There was never an indication of a problem in their relationship together. They just seemed to be a very normal, warm, loving couple.

COLLINS: Well, at this time, it is certainly a huge, huge mystery.

Robert Shackelford, thank you so much for taking the time to talk to us tonight.

SHACKELFORD: You're welcome, Heidi. Thank you.

COLLINS: A young soldier's body was frozen atop an icy mountain for more than 60 years. Tonight, his body rests beside his mother's. How did experts unlock the mystery to find the identity of the ice man?

(BEGIN VIDEO CLIP)

DAVID MATTINGLY, CNN CORRESPONDENT: The British press calls her the Muslim Madonna. But there are others who have their own names for her. And they would like to see her harmed.

I'm David Mattingly. I will have that story coming up.

(END VIDEO CLIP)

COLLINS: And are you a pack rat? We will meet a man who has a strange compulsive disorder. He hoards absolutely everything.
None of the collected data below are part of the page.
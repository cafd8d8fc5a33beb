//! Slide layouts and the slides instantiated from them.

use crate::xml::{attribute, local_name, relationship_id, xml_error};
use lyric_core::{Placeholder, PlaceholderType, Result, Shape, Slide};
use quick_xml::events::{BytesStart, Event};
use quick_xml::Reader;

/// A slide layout of the template.
#[derive(Debug, Clone, PartialEq, Eq)]
pub struct SlideLayout {
    /// Package part name, e.g. `ppt/slideLayouts/slideLayout6.xml`.
    pub part_name: String,

    /// Display name from `<p:cSld name>`, e.g. "Title Only".
    pub name: String,

    /// Top-level placeholders in document order.
    pub placeholders: Vec<Placeholder>,
}

impl SlideLayout {
    /// Parse a layout part.
    pub fn parse(part_name: &str, xml: &str) -> Result<Self> {
        let mut layout = Self {
            part_name: part_name.to_string(),
            name: String::new(),
            placeholders: Vec::new(),
        };

        let mut reader = Reader::from_str(xml);
        reader.trim_text(true);

        // Placeholders inside group shapes are not cloned onto slides.
        let mut group_depth = 0usize;
        let mut in_shape = false;
        let mut current: Option<Placeholder> = None;

        loop {
            match reader.read_event() {
                Ok(Event::Start(ref e)) => match local_name(e.name().as_ref()) {
                    b"cSld" => layout.name = attribute(e, b"name")?.unwrap_or_default(),
                    b"grpSp" => group_depth += 1,
                    b"sp" if group_depth == 0 => {
                        in_shape = true;
                        current = None;
                    }
                    b"ph" if in_shape => current = Some(parse_placeholder(e)?),
                    _ => {}
                },
                Ok(Event::Empty(ref e)) => match local_name(e.name().as_ref()) {
                    b"cSld" => layout.name = attribute(e, b"name")?.unwrap_or_default(),
                    b"ph" if in_shape => current = Some(parse_placeholder(e)?),
                    _ => {}
                },
                Ok(Event::End(ref e)) => match local_name(e.name().as_ref()) {
                    b"grpSp" => group_depth = group_depth.saturating_sub(1),
                    b"sp" if in_shape && group_depth == 0 => {
                        in_shape = false;
                        if let Some(placeholder) = current.take() {
                            layout.placeholders.push(placeholder);
                        }
                    }
                    _ => {}
                },
                Ok(Event::Eof) => break,
                Err(e) => {
                    return Err(xml_error(&format!("Error parsing layout '{}'", part_name), e));
                }
                _ => {}
            }
        }

        Ok(layout)
    }

    /// Build slide `number` with a copy of every cloneable placeholder.
    ///
    /// Shape ids start at 2; geometry is inherited from the layout.
    pub fn instantiate(&self, number: usize) -> Slide {
        let mut slide = Slide::new(number);
        slide.layout_name = Some(self.name.clone()).filter(|n| !n.is_empty());

        for placeholder in &self.placeholders {
            if !placeholder.kind.is_cloned_to_slides() {
                continue;
            }
            let id = slide.next_shape_id();
            slide
                .shapes
                .push(Shape::from_placeholder(id, placeholder.clone()));
        }

        slide
    }
}

/// Read a `<p:ph>` element. Missing `type` means object, missing `idx` means 0.
pub(crate) fn parse_placeholder(e: &BytesStart<'_>) -> Result<Placeholder> {
    let kind = match attribute(e, b"type")? {
        Some(value) => PlaceholderType::from_ooxml(&value).unwrap_or_else(|| {
            log::warn!("Unknown placeholder type '{}', treating as object", value);
            PlaceholderType::Object
        }),
        None => PlaceholderType::Object,
    };
    let idx = attribute(e, b"idx")?
        .and_then(|v| v.parse().ok())
        .unwrap_or(0);

    Ok(Placeholder {
        kind,
        idx,
        orient: attribute(e, b"orient")?,
        size: attribute(e, b"sz")?,
    })
}

/// Relationship ids of a slide master's layouts, in layout-list order.
pub fn master_layout_rel_ids(master_xml: &str) -> Result<Vec<String>> {
    let mut ids = Vec::new();
    let mut reader = Reader::from_str(master_xml);
    reader.trim_text(true);

    loop {
        match reader.read_event() {
            Ok(Event::Empty(ref e)) | Ok(Event::Start(ref e))
                if local_name(e.name().as_ref()) == b"sldLayoutId" =>
            {
                if let Some(rel_id) = relationship_id(e)? {
                    ids.push(rel_id);
                }
            }
            Ok(Event::Eof) => break,
            Err(e) => return Err(xml_error("Error parsing slide master", e)),
            _ => {}
        }
    }

    Ok(ids)
}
First, though, our countdown of the top-10 most popular stories on CNN.com -- nearly 17 million of you log on today.

At number 10 -- an early-morning fire at a farm in New Jersey killed two dozen horses. State police say an electrical problem in a stable caused the fire.

At number nine, tens of thousands of people march in Phoenix and Los Angeles to protest proposed laws that would impose new penalties on illegal immigrants and people who hire them. Congress is considering making illegal immigration a felony -- numbers eight and seven coming up next.

(END VIDEOTAPE)

(COMMERCIAL BREAK)

COLLINS: Ten years ago, she vanished without a trace. But, tonight, she is back home, alive and well, and has a frightening story. We will hear about it in just a moment.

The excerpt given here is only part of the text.